- Work required
When you find the word "models" in a line of the entries, please copy the whole line.

- Data shown
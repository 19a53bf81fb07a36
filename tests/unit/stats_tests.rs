//! Unit tests for overview aggregation

#[cfg(test)]
mod tests {
    use freight::models::{
        CleanRecord, DirectoryStatus, PatternSavings, RootStats, ScanRecord,
    };
    use std::path::Path;

    fn scanned_row(name: &str, size_bytes: u64, file_count: u64) -> DirectoryStatus {
        let directory = format!("/mnt/projects/{name}");
        DirectoryStatus {
            name: name.to_string(),
            scan: Some(ScanRecord::new(
                Path::new(&directory),
                size_bytes,
                file_count,
                1_700_000_000,
            )),
            clean: None,
            directory,
        }
    }

    fn unscanned_row(name: &str) -> DirectoryStatus {
        DirectoryStatus {
            name: name.to_string(),
            directory: format!("/mnt/projects/{name}"),
            scan: None,
            clean: None,
        }
    }

    #[test]
    fn test_from_rows_aggregates() {
        let mut cleaned = scanned_row("beta", 2000, 20);
        let mut record = CleanRecord::begin(
            Path::new("/mnt/projects/beta"),
            &["node_modules".to_string()],
            true,
        );
        record.bytes_cleaned = 500;
        cleaned.clean = Some(record);

        let rows = vec![scanned_row("alpha", 1000, 10), cleaned, unscanned_row("gamma")];
        let stats = RootStats::from_rows(&rows);

        assert_eq!(stats.total_directories, 3);
        assert_eq!(stats.scanned_directories, 2);
        assert_eq!(stats.unscanned_directories, 1);
        assert!((stats.completion_rate - 200.0 / 3.0).abs() < 0.001);
        assert_eq!(stats.total_size_bytes, 3000);
        assert_eq!(stats.total_files, 30);
        assert_eq!(stats.total_cleanable_bytes, 500);
    }

    #[test]
    fn test_from_rows_empty() {
        let stats = RootStats::from_rows(&[]);
        assert_eq!(stats.total_directories, 0);
        assert_eq!(stats.scanned_directories, 0);
        assert!((stats.completion_rate - 0.0).abs() < f64::EPSILON);
        assert_eq!(stats.total_size_bytes, 0);
        assert_eq!(stats.total_cleanable_bytes, 0);
    }

    #[test]
    fn test_row_accessors_without_records() {
        let row = unscanned_row("alpha");
        assert!(!row.has_scan());
        assert_eq!(row.size_bytes(), 0);
        assert_eq!(row.file_count(), 0);
        assert_eq!(row.scan_time(), None);
        assert_eq!(row.bytes_cleaned(), 0);
        assert!(row.problem_directories().is_empty());
    }

    #[test]
    fn test_problem_directories_need_savings() {
        let mut row = scanned_row("alpha", 1000, 10);
        let mut record = CleanRecord::begin(
            Path::new("/mnt/projects/alpha"),
            &["node_modules".to_string(), "tmp".to_string()],
            true,
        );
        record.patterns = vec![
            PatternSavings {
                pattern: "node_modules".to_string(),
                bytes_saved: 500,
            },
            PatternSavings {
                pattern: "tmp".to_string(),
                bytes_saved: 0,
            },
        ];
        row.clean = Some(record);

        let problems = row.problem_directories();
        assert_eq!(problems.len(), 1);
        assert_eq!(problems[0].pattern, "node_modules");
        assert_eq!(problems[0].bytes_saved, 500);
    }
}
//! Metadata layout and JSON status storage

pub mod store;
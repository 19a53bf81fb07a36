//! Command line parsing and terminal output

pub mod args;
pub mod output;
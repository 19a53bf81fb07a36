//! Contract tests for the JSON documents under `.freight`
//!
//! Other tooling reads these files directly, so field names and the
//! timestamp format are load-bearing.

use freight::io::store;
use freight::models::{
    CleanRecord, MigrateRecord, RecordStatus, RootConfig, ScanRecord, timestamp_now,
};
use std::path::Path;
use tempfile::TempDir;

#[test]
fn test_scan_record_fields() {
    let record = ScanRecord::new(Path::new("/mnt/projects/alpha"), 4096, 12, 1_700_000_000);
    let json = serde_json::to_string(&record).unwrap();

    assert!(json.contains("\"scan_id\""));
    assert!(json.contains("\"directory\""));
    assert!(json.contains("\"scan_time\""));
    assert!(json.contains("\"size_bytes\":4096"));
    assert!(json.contains("\"file_count\":12"));
    assert!(json.contains("\"directory_mtime\":1700000000"));
    assert!(json.contains("\"status\":\"completed\""));
    assert!(json.contains("\"tool\":\"freight-scan\""));
    assert!(json.contains("\"version\""));
    assert!(record.scan_id.starts_with("scan-"));
}

#[test]
fn test_clean_record_fields() {
    let targets = vec!["node_modules".to_string(), "tmp".to_string()];
    let record = CleanRecord::begin(Path::new("/mnt/projects/alpha"), &targets, true);
    let json = serde_json::to_string(&record).unwrap();

    assert!(json.contains("\"clean_id\""));
    assert!(json.contains("\"directory\""));
    assert!(json.contains("\"clean_time\""));
    assert!(json.contains("\"bytes_cleaned\":0"));
    assert!(json.contains("\"items_cleaned\":0"));
    assert!(json.contains("\"cleaned_items\":[]"));
    assert!(json.contains("\"patterns_used\":[\"node_modules\",\"tmp\"]"));
    assert!(json.contains("\"patterns\":[]"));
    assert!(json.contains("\"tool\":\"freight-clean\""));
    assert!(json.contains("\"dry_run\":true"));
    assert!(record.clean_id.starts_with("clean-"));
}

#[test]
fn test_migrate_record_fields() {
    let record = MigrateRecord {
        start_time: timestamp_now(),
        end_time: timestamp_now(),
        bytes_transferred: 1024,
        files_transferred: 3,
        status: RecordStatus::Completed,
        error_message: String::new(),
        version: "1.3.0".to_string(),
    };
    let json = serde_json::to_string(&record).unwrap();

    assert!(json.contains("\"start_time\""));
    assert!(json.contains("\"end_time\""));
    assert!(json.contains("\"bytes_transferred\":1024"));
    assert!(json.contains("\"files_transferred\":3"));
    assert!(json.contains("\"status\":\"completed\""));
    assert!(json.contains("\"error_message\":\"\""));
}

#[test]
fn test_record_status_spelling() {
    assert_eq!(
        serde_json::to_string(&RecordStatus::Completed).unwrap(),
        "\"completed\""
    );
    assert_eq!(
        serde_json::to_string(&RecordStatus::Failed).unwrap(),
        "\"failed\""
    );
}

#[test]
fn test_config_defaults() {
    let config = RootConfig::default();
    let json = serde_json::to_string(&config).unwrap();

    assert!(json.contains("\"config_version\""));
    assert!(json.contains("\"migration_root\""));
    assert!(json.contains("\"dest_path\":null"));
    assert!(json.contains("\"created_time\""));
    assert!(json.contains("\"last_scan_time\":null"));
    assert!(json.contains("\"total_directories\":0"));
    assert!(json.contains("\"target_directories\":[]"));
    assert!(json.contains("\"shared_directory_threshold\":2"));
    assert!(json.contains("\"shared_directory_ignore\":[\".freight\",\".ssh\"]"));
    assert!(json.contains("\"count_failed_deletes\":true"));
    assert!(json.contains("-avxHAX"));
    assert!(json.contains("\"large_dir_threshold_bytes\":3221225472"));
}

#[test]
fn test_config_keeps_unknown_keys() {
    let temp_dir = TempDir::new().unwrap();
    let root = temp_dir.path();

    let raw = serde_json::json!({
        "config_version": "1.3.0",
        "migration_root": "/mnt/projects",
        "custom_note": "added by hand",
        "scan": {"total_directories": 4}
    });
    store::write(&store::config_path(root), &raw).unwrap();

    let config = store::load_config(root).unwrap().unwrap();
    assert_eq!(
        config.extra.get("custom_note").and_then(|v| v.as_str()),
        Some("added by hand")
    );
    assert_eq!(config.scan.total_directories, 4);

    // The unknown key survives a save
    store::save_config(root, &config).unwrap();
    let text = std::fs::read_to_string(store::config_path(root)).unwrap();
    assert!(text.contains("custom_note"));
    assert!(text.contains("added by hand"));
}

#[test]
fn test_legacy_version_key_is_recognized() {
    let temp_dir = TempDir::new().unwrap();
    let root = temp_dir.path();

    let raw = serde_json::json!({
        "freight_version": "0.9",
        "migration_root": "/mnt/projects"
    });
    store::write(&store::config_path(root), &raw).unwrap();

    let config = store::load_config(root).unwrap().unwrap();
    assert_eq!(config.version_mismatch(), Some("0.9"));
}

#[test]
fn test_missing_version_reads_as_unknown() {
    let temp_dir = TempDir::new().unwrap();
    let root = temp_dir.path();

    store::write(
        &store::config_path(root),
        &serde_json::json!({"migration_root": "/mnt/projects"}),
    )
    .unwrap();

    let config = store::load_config(root).unwrap().unwrap();
    assert_eq!(config.version_mismatch(), Some("unknown"));
}

#[test]
fn test_timestamp_format() {
    // 2026-08-25T14:03:07Z
    let stamp = timestamp_now();
    assert_eq!(stamp.len(), 20);
    assert!(stamp.ends_with('Z'));
    assert_eq!(stamp.chars().nth(4), Some('-'));
    assert_eq!(stamp.chars().nth(7), Some('-'));
    assert_eq!(stamp.chars().nth(10), Some('T'));
    assert_eq!(stamp.chars().nth(13), Some(':'));
    assert_eq!(stamp.chars().nth(16), Some(':'));
}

- Finished task
    use freight::models::{
use freight::models::{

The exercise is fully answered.